Pick every line with "RoadExit" from the material below.

------

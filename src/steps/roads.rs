//! RoadNetworkStep: roads from every exit center and from the upgrader to the
//! core entrances. Each road lowers the matrix to road cost so later roads
//! merge into it.

use crate::labels::*;
use crate::step::*;
use log::*;

pub struct RoadNetworkStep;

impl PlanningStep for RoadNetworkStep {
    fn name(&self) -> &str {
        "road_network"
    }

    fn run(&self, state: &mut BuilderState, ctx: &PlanningContext) -> StepResult {
        let goals = state.entrance_goals();
        let mut roads = 0;

        for exit in state.exit_centers.clone() {
            let road = state.placement.find_access_road(ctx.pathfinder, exit, &goals);
            if road.is_complete() {
                state.placement.plan_road(&road.path, LocationType::RoadExit);
                roads += 1;
            } else {
                debug!("{}: exit {:?} is cut off from the core", state.room, exit);
            }
        }

        if let Some(upgrader) = state.upgrader_position {
            let road = state.placement.find_access_road(ctx.pathfinder, upgrader, &goals);
            if road.is_complete() {
                state.placement.plan_road(&road.path, LocationType::RoadController);
                roads += 1;
            } else {
                debug!("{}: upgrader {:?} is cut off from the core", state.room, upgrader);
            }
        }

        debug!("{}: {} roads to the core", state.room, roads);
        StepResult::Ok
    }
}

#[cfg(test)]
mod tests {
    use super::*;
    use crate::location::*;
    use crate::min_cut::DinicMinCut;
    use crate::pathing::AStarPathfinder;
    use crate::steps::test_support::*;
    use crate::steps::*;

    #[test]
    fn every_exit_gets_a_road() {
        let intel = open_intel();
        let mut state = state_for(&intel, Location::from_xy(25, 25));
        let ctx = PlanningContext {
            intel: &intel,
            pathfinder: &AStarPathfinder,
            min_cut: &DinicMinCut,
        };
        for step in [
            &PrepareMatrixStep as &dyn PlanningStep,
            &ExitStep,
            &CorePositionStep,
            &UpgraderStep,
            &RoadNetworkStep,
        ] {
            assert_eq!(step.run(&mut state, &ctx), StepResult::Ok);
        }

        let plan = state.placement.plan();
        assert_eq!(state.exit_centers.len(), 4);
        for exit in &state.exit_centers {
            assert!(plan
                .get_locations(LocationType::RoadExit)
                .iter()
                .any(|road| road.distance_to(*exit) == 1));
        }
        assert!(plan.has_any(LocationType::RoadController));
        // Every specialised road is also a plain road.
        for road in plan.get_locations(LocationType::RoadExit) {
            assert!(plan.has(LocationType::Road, road));
        }
    }
}
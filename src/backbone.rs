use std::collections::{BTreeMap, BTreeSet};

use tracing::debug;

use crate::closure::{pareto_distance_closure, Closure, ClosureOptions};
use crate::error::{Error, Result};
use crate::frontier::LabelFrontier;
use crate::graph::{LayeredGraph, NodeId};
use crate::multidistance::{multimerge, Dominance, MultiDistance};

/// Directed intralayer edges marked for removal. An edge is in the
/// backbone iff it is not in this set.
pub type EdgeSet = BTreeSet<(NodeId, NodeId)>;

#[derive(Debug, Clone, Default)]
pub enum BackboneAlgorithm {
    /// Closure-based Pareto backbone: drop edges strictly dominated by
    /// some Pareto path between their endpoints.
    #[default]
    ParetoClosure,
    /// Scalar backbone: drop edges whose direct cost exceeds the best
    /// weighted sum over the closure entry.
    Weighted { layer_weights: Option<Vec<f64>> },
    /// Per-source bounded searches instead of a full closure, pruning
    /// against each undecided direct edge individually.
    StructuralSimas,
    /// Per-source bounded searches pruning against the running
    /// componentwise maximum of the undecided direct edges, candidates
    /// seeded heaviest first.
    StructuralCosta,
}

#[derive(Debug, Clone, Default)]
pub struct BackboneConfig {
    pub algorithm: BackboneAlgorithm,
    pub closure: ClosureOptions,
}

pub fn compute_backbone_removed_edges(
    graph: &LayeredGraph,
    config: &BackboneConfig,
) -> Result<EdgeSet> {
    match &config.algorithm {
        BackboneAlgorithm::ParetoClosure => pareto_backbone_edges(graph, None, &config.closure),
        BackboneAlgorithm::Weighted { layer_weights } => {
            weighted_backbone_edges(graph, None, layer_weights.as_deref(), &config.closure)
        }
        BackboneAlgorithm::StructuralSimas => {
            structural_backbone_simas(graph, &config.closure.search.weight_attr)
        }
        BackboneAlgorithm::StructuralCosta => {
            structural_backbone_costa(graph, &config.closure.search.weight_attr)
        }
    }
}

fn direct_vector(n_layers: usize, layer: usize, weight: f64) -> Result<MultiDistance> {
    let mut direct = MultiDistance::zero(n_layers);
    direct.add_to_layer(layer, weight)?;
    Ok(direct)
}

/// Every intralayer edge whose one-hop multidistance is strictly
/// dominated by a closure entry between its endpoints. When no closure is
/// supplied one is computed from `options` over all source layers.
pub fn pareto_backbone_edges(
    graph: &LayeredGraph,
    closure: Option<&Closure>,
    options: &ClosureOptions,
) -> Result<EdgeSet> {
    let computed;
    let closure = match closure {
        Some(existing) => existing,
        None => {
            computed = pareto_distance_closure(graph, None, options)?;
            &computed
        }
    };

    let weight_attr = &options.search.weight_attr;
    let mut removed = EdgeSet::new();

    for node in graph.nodes() {
        for (target, weight) in graph.layer_out_edges(node.layer, &node.name, weight_attr)? {
            let Some(labels) = closure
                .get(&node.name)
                .and_then(|row| row.get(&target))
            else {
                continue;
            };
            let direct = direct_vector(graph.n_layers(), node.layer, weight)?;
            if labels.iter().any(|d| d.dominates(&direct)) {
                removed.insert((node.clone(), NodeId::new(target, node.layer)));
            }
        }
    }

    debug!(removed = removed.len(), "pareto backbone computed");
    Ok(removed)
}

/// Every intralayer edge whose scalar direct cost is beaten by the best
/// weighted sum over the closure entry. `layer_weights`, when given, must
/// hold one non-negative factor per layer.
pub fn weighted_backbone_edges(
    graph: &LayeredGraph,
    closure: Option<&Closure>,
    layer_weights: Option<&[f64]>,
    options: &ClosureOptions,
) -> Result<EdgeSet> {
    if let Some(weights) = layer_weights {
        if weights.len() != graph.n_layers() {
            return Err(Error::DimensionMismatch {
                left: weights.len(),
                right: graph.n_layers(),
            });
        }
    }

    let computed;
    let closure = match closure {
        Some(existing) => existing,
        None => {
            computed = pareto_distance_closure(graph, None, options)?;
            &computed
        }
    };

    let weight_attr = &options.search.weight_attr;
    let mut removed = EdgeSet::new();

    for node in graph.nodes() {
        for (target, weight) in graph.layer_out_edges(node.layer, &node.name, weight_attr)? {
            let Some(labels) = closure
                .get(&node.name)
                .and_then(|row| row.get(&target))
            else {
                continue;
            };
            let direct = match layer_weights {
                None => weight,
                Some(weights) => weight * weights[node.layer],
            };
            let mut best = f64::INFINITY;
            for label in labels {
                best = best.min(label.weighted_sum(layer_weights)?);
            }
            if best < direct {
                removed.insert((node.clone(), NodeId::new(target, node.layer)));
            }
        }
    }

    debug!(removed = removed.len(), "weighted backbone computed");
    Ok(removed)
}

#[derive(Debug, Clone, Copy)]
enum StructuralPrune {
    /// Keep a label iff it is weakly dominated by some undecided direct
    /// edge vector.
    PerEdge,
    /// Keep a label iff it is weakly dominated by the componentwise
    /// maximum of the undecided direct edge vectors.
    MaxCut,
}

fn componentwise_max<'a>(
    vectors: impl Iterator<Item = &'a MultiDistance>,
    n_layers: usize,
) -> MultiDistance {
    let mut components = vec![0.0; n_layers];
    for vector in vectors {
        for (slot, value) in components.iter_mut().zip(vector.components()) {
            if *value > *slot {
                *slot = *value;
            }
        }
    }
    MultiDistance::from_components(components)
}

fn weakly_dominates(label: &MultiDistance, bound: &MultiDistance) -> bool {
    matches!(label.compare(bound), Dominance::Less | Dominance::Equal)
}

/// Bounded Pareto search from one source that only tracks labels still
/// able to prove one of the source's direct edges redundant, and stops as
/// soon as every direct edge is decided.
fn structural_redundant_from(
    graph: &LayeredGraph,
    source: &NodeId,
    weight_attr: &str,
    prune: StructuralPrune,
    heaviest_first: bool,
) -> Result<EdgeSet> {
    let n_layers = graph.n_layers();
    let mut candidates = graph.layer_out_edges(source.layer, &source.name, weight_attr)?;
    if heaviest_first {
        candidates.sort_by(|a, b| b.1.total_cmp(&a.1).then_with(|| a.0.cmp(&b.0)));
    }

    let mut undecided: BTreeMap<String, MultiDistance> = BTreeMap::new();
    for (target, weight) in candidates {
        undecided.insert(target, direct_vector(n_layers, source.layer, weight)?);
    }
    let mut removed = EdgeSet::new();
    if undecided.is_empty() {
        return Ok(removed);
    }

    let mut cut = componentwise_max(undecided.values(), n_layers);
    let mut dist: BTreeMap<NodeId, Vec<MultiDistance>> = BTreeMap::new();
    let mut seen: BTreeMap<NodeId, Vec<MultiDistance>> = BTreeMap::new();
    let mut fringe = LabelFrontier::new();

    seen.insert(source.clone(), vec![MultiDistance::zero(n_layers)]);
    fringe.push(vec![MultiDistance::zero(n_layers)], source.clone(), 0);

    while let Some((labels, node, _)) = fringe.pop() {
        let merged = multimerge(dist.get(&node).map_or(&[][..], Vec::as_slice), &labels);
        if dist.get(&node) == Some(&merged) {
            continue;
        }
        dist.insert(node.clone(), merged);

        if let Some(direct) = undecided.get(&node.name) {
            if dist[&node].iter().any(|d| d.dominates(direct)) {
                removed.insert((
                    source.clone(),
                    NodeId::new(node.name.clone(), source.layer),
                ));
                undecided.remove(&node.name);
                if undecided.is_empty() {
                    break;
                }
                cut = componentwise_max(undecided.values(), n_layers);
            }
        }

        let current = &dist[&node];
        for neighbor in graph.neighbors(&node)? {
            let mut labels_via = current.clone();
            if neighbor.layer == node.layer {
                let weight = graph.edge_weight(&node, &neighbor, weight_attr)?;
                for label in &mut labels_via {
                    label.add_to_layer(node.layer, weight)?;
                }
            }
            labels_via.retain(|label| match prune {
                StructuralPrune::PerEdge => undecided
                    .values()
                    .any(|direct| weakly_dominates(label, direct)),
                StructuralPrune::MaxCut => weakly_dominates(label, &cut),
            });
            if labels_via.is_empty() {
                continue;
            }

            let seen_at = seen.get(&neighbor).map_or(&[][..], Vec::as_slice);
            let merged_at = multimerge(&labels_via, seen_at);
            if seen.get(&neighbor) != Some(&merged_at) {
                seen.insert(neighbor.clone(), merged_at.clone());
                fringe.push(merged_at, neighbor, 0);
            }
        }
    }

    Ok(removed)
}

/// Structural Pareto backbone, pruning per direct edge. Produces exactly
/// the edge set of [`pareto_backbone_edges`] without materializing the
/// closure.
pub fn structural_backbone_simas(graph: &LayeredGraph, weight_attr: &str) -> Result<EdgeSet> {
    let mut removed = EdgeSet::new();
    for node in graph.nodes() {
        removed.extend(structural_redundant_from(
            graph,
            &node,
            weight_attr,
            StructuralPrune::PerEdge,
            false,
        )?);
    }
    debug!(removed = removed.len(), "structural backbone (simas) computed");
    Ok(removed)
}

/// Structural Pareto backbone, pruning against the aggregate cut with
/// heaviest-first candidate seeding. Same edge set as the closure-based
/// routine.
pub fn structural_backbone_costa(graph: &LayeredGraph, weight_attr: &str) -> Result<EdgeSet> {
    let mut removed = EdgeSet::new();
    for node in graph.nodes() {
        removed.extend(structural_redundant_from(
            graph,
            &node,
            weight_attr,
            StructuralPrune::MaxCut,
            true,
        )?);
    }
    debug!(removed = removed.len(), "structural backbone (costa) computed");
    Ok(removed)
}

------

» **EXPECTED ANSWER**
                state.placement.plan_road(&road.path, LocationType::RoadExit);
                .get_locations(LocationType::RoadExit)
        for road in plan.get_locations(LocationType::RoadExit) {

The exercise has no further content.